Despite ten years of uninterrupted industry growth and some concerning developments in the global economy, an analysis of MRO industry reports optimism at trade conference MRO Europe 2019.
The global fleet of aircraft, as per 2019, counts just below 30,000. By 2029, that number will be approximately 40,000 - meaning that each year for the next ten years, 1,000 additional aircraft will be flying passengers all over the world. The forecast was made by consultancy firm Oliver Wyman and presented to attendees at the MRO Europe trade conference in London.
This more extensive fleet of aircraft will accommodate growing passenger demand, despite the growing reservations towards air travel. While air traffic is closely tied to macroeconomic conditions, the industry has actually seen growth in passenger demand outpace overall GDP growth for over a decade. The growing global middle class primarily drives this. Simply put, more and more people worldwide can now afford to fly.
Oliver Wyman forecasts that industry growth will continue to be higher than overall economic growth for the next 20 years at least. In Europe, considered a low-growth region, the number of kilometres travelled by paying passengers (RPK) is forecasted to grow 3.8 % annually until 2037, while annual GDP growth for the same period will be at 1.7 %.
More work for MRO providers, but new skills required
The positive economic prospects are good news for the MRO business. Higher passenger demand will accelerate the turn-over to newer fleets of aircraft—tipping the balance towards procurement new aircraft fleets against a large number of aircraft scheduled to be retired in the next few years.
Over the 10-year period (2020-2029), the global air transport MRO market will average 3.5% growth annually, according to the Oliver Wyman report.
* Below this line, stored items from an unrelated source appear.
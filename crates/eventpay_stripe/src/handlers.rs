// --- File: crates/eventpay_stripe/src/handlers.rs ---
use axum::{
    extract::{rejection::JsonRejection, State},
    http::{HeaderMap, StatusCode},
    response::{IntoResponse, Json, Response},
};
use eventpay_common::services::PaymentService;
use eventpay_common::{ClientSecretResponse, EventPayError, HttpStatusCode, PaymentRequest};
use eventpay_config::AppConfig;
use eventpay_ledger::LedgerRepository;
use std::sync::Arc;
use tracing::{error, info, warn};

use crate::error::StripeError;
use crate::logic::{
    issue_client_secret, process_stripe_webhook, verify_stripe_signature, StripeEvent,
};

// --- State for Stripe Handlers ---
#[derive(Clone)]
pub struct StripeState {
    pub config: Arc<AppConfig>,
    pub payment_service: Arc<dyn PaymentService<Error = StripeError>>,
    pub ledger: Arc<dyn LedgerRepository>,
}

fn client_secret_error(err: StripeError) -> (StatusCode, Json<ClientSecretResponse>) {
    let status = StatusCode::from_u16(err.status_code()).unwrap_or(StatusCode::BAD_GATEWAY);
    if status.is_server_error() {
        error!("create-payment failed: {}", err);
    } else {
        warn!("create-payment rejected: {}", err);
    }
    (status, Json(ClientSecretResponse::error(err.to_string())))
}

/// Axum handler that issues a client secret for a payment towards an event.
///
/// Every answer, failures included, has the `ClientSecretResponse` shape.
#[axum::debug_handler]
#[cfg_attr(feature = "openapi", utoipa::path(
    post,
    path = "/stripe/create-payment", // Path relative to /api
    request_body = PaymentRequest,
    responses(
        (status = 200, description = "PaymentIntent created", body = ClientSecretResponse),
        (status = 400, description = "Invalid amount or malformed body", body = ClientSecretResponse),
        (status = 404, description = "Unknown event", body = ClientSecretResponse),
        (status = 409, description = "Event is closed", body = ClientSecretResponse),
        (status = 502, description = "Stripe API error", body = ClientSecretResponse),
        (status = 503, description = "Stripe disabled", body = ClientSecretResponse)
    ),
    tag = "Stripe"
))]
pub async fn create_payment_handler(
    State(state): State<Arc<StripeState>>,
    payload: Result<Json<PaymentRequest>, JsonRejection>,
) -> (StatusCode, Json<ClientSecretResponse>) {
    let Some(stripe_config) = state.config.stripe_enabled() else {
        return client_secret_error(StripeError::Disabled);
    };

    let Json(request) = match payload {
        Ok(json) => json,
        Err(rejection) => {
            return client_secret_error(StripeError::InvalidRequest(rejection.body_text()));
        }
    };
    info!(
        event_id = request.event_id,
        amount = %request.amount,
        "create-payment requested"
    );

    match issue_client_secret(
        state.payment_service.as_ref(),
        state.ledger.as_ref(),
        &stripe_config.currency,
        &request,
    )
    .await
    {
        Ok(client_secret) => (
            StatusCode::OK,
            Json(ClientSecretResponse::secret(client_secret)),
        ),
        Err(e) => client_secret_error(e),
    }
}

/// Receives Stripe's server-to-server notifications.
#[axum::debug_handler]
#[cfg_attr(feature = "openapi", utoipa::path(
    post,
    path = "/stripe/webhook", // Path relative to /api
    request_body = StripeEvent,
    responses(
        (status = 200, description = "Webhook received and acknowledged"),
        (status = 400, description = "Invalid signature or payload"),
        (status = 500, description = "Webhook secret missing or processing failed"),
        (status = 503, description = "Stripe disabled")
    ),
    tag = "Stripe Webhooks"
))]
pub async fn stripe_webhook_handler(
    State(state): State<Arc<StripeState>>,
    headers: HeaderMap,
    body: String, // Raw body for signature verification
) -> Response {
    let Some(stripe_config) = state.config.stripe_enabled() else {
        return EventPayError::from(StripeError::Disabled).into_response();
    };

    let Some(webhook_secret) = stripe_config
        .webhook_secret
        .as_deref()
        .filter(|s| !s.is_empty())
    else {
        error!("stripe.webhook_secret is not configured");
        return EventPayError::from(StripeError::ConfigError(
            "stripe.webhook_secret is not set".to_string(),
        ))
        .into_response();
    };

    let sig_header = headers
        .get("Stripe-Signature")
        .and_then(|h| h.to_str().ok());
    if let Err(e) = verify_stripe_signature(
        body.as_bytes(),
        sig_header,
        webhook_secret,
        stripe_config.webhook_tolerance_secs,
    ) {
        warn!("Stripe webhook rejected: {}", e);
        return EventPayError::from(e).into_response();
    }

    // Deserialize only after the signature is verified
    let event: StripeEvent = match serde_json::from_str(&body) {
        Ok(ev) => ev,
        Err(e) => {
            warn!("Failed to deserialize Stripe webhook event: {}", e);
            return EventPayError::ParseError(format!("invalid Stripe event: {}", e))
                .into_response();
        }
    };

    match process_stripe_webhook(event, state.ledger.as_ref()).await {
        Ok(()) => StatusCode::OK.into_response(),
        Err(e) => {
            error!("Error processing Stripe webhook: {}", e);
            EventPayError::from(e).into_response()
        }
    }
}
Total MRO spend is expected to rise to $116 billion by 2029, up from $82 billion in 2019. Aside from the growth in the fleet, the increase will be driven by more expensive maintenance visits and technology enhancements.
Besides bringing in more business, the entry of new aircraft into the global fleet will also come with some challenges to MRO providers.
Equipped with more fuel-efficient engines and sophisticated technology, next-generation aircraft (manufactured after 2010) require MRO providers to invest in training, equipment, and new digital capabilities. We covered the issue of how Industry growth is stirring concerns about MRO labour capacity earlier this year.
There will be the issues of newer testing equipment and licenses to access manufacturers’ manuals, firmware, and parts data which will have to be solved. In addition, there is the question of who owns the data regarding aircraft health-monitoring systems and other advanced software.
What’s more, these newer aircraft have longer maintenance intervals and replacement thresholds for some parts, which will have a negative effect on growth in MRO revenue.
The new-generation aircraft currently account for 13% of total MRO spend. This is estimates to be 52% by 2029.
Economic uncertainty causes worry
Hovering over the general optimism of the industry at MRO Europe 2019 was a “cloud of uncertainty”, as put by David Stewart, Aviation and Aerospace Adviser at Oliver Wyman.
The concern, of course, has to do with the global economic outlook. The cycles of expansion and contraction in the industry used to be relatively predictable. Still, now, after a decade of uninterrupted growth, analysts like David Stewart “keep looking over their shoulders for the crisis that’s going to come and hit us”.
Stewart points to the following factors that could have a negative impact on the otherwise positive outlook for the MRO providers:
Global trade tensions, esp. between the United States and China
When aviation professional themselves were surveyed (n=125) about their main concerns, they reported a reduction in passenger demand, increasing fuel prices, and capacity bottlenecks in the manufacturing supply chain as their top three worries.
Despite these disruptors, whether probable or hypothetical, the industry continues to report optimism. In the same survey, more than 90% believed the aftermarket would grow over the next five years, and 70% expected that growth to exceed 5%.
Even if the economic conditions were to turn south, the global fleet is still projected to grow. Oliver Wyman’s fleet forecast included different scenarios. In the worst, in which a series of events have devastated the global economy, comparable to the Great Recession of 2007-09, the fleet would grow to only approximately 33,000 by 2029, nearly 7,000 aircraft fewer than the base forecast mentioned above.
Historically, global recessions have had a very tangible effect in aviation: When there’s an economic downturn, airline operators keep a lot of planes on the ground - and several are even put out of service. Overall, this would be bad news for most players of the supply chain, including MRO providers, except for those in the business of aircraft teardown.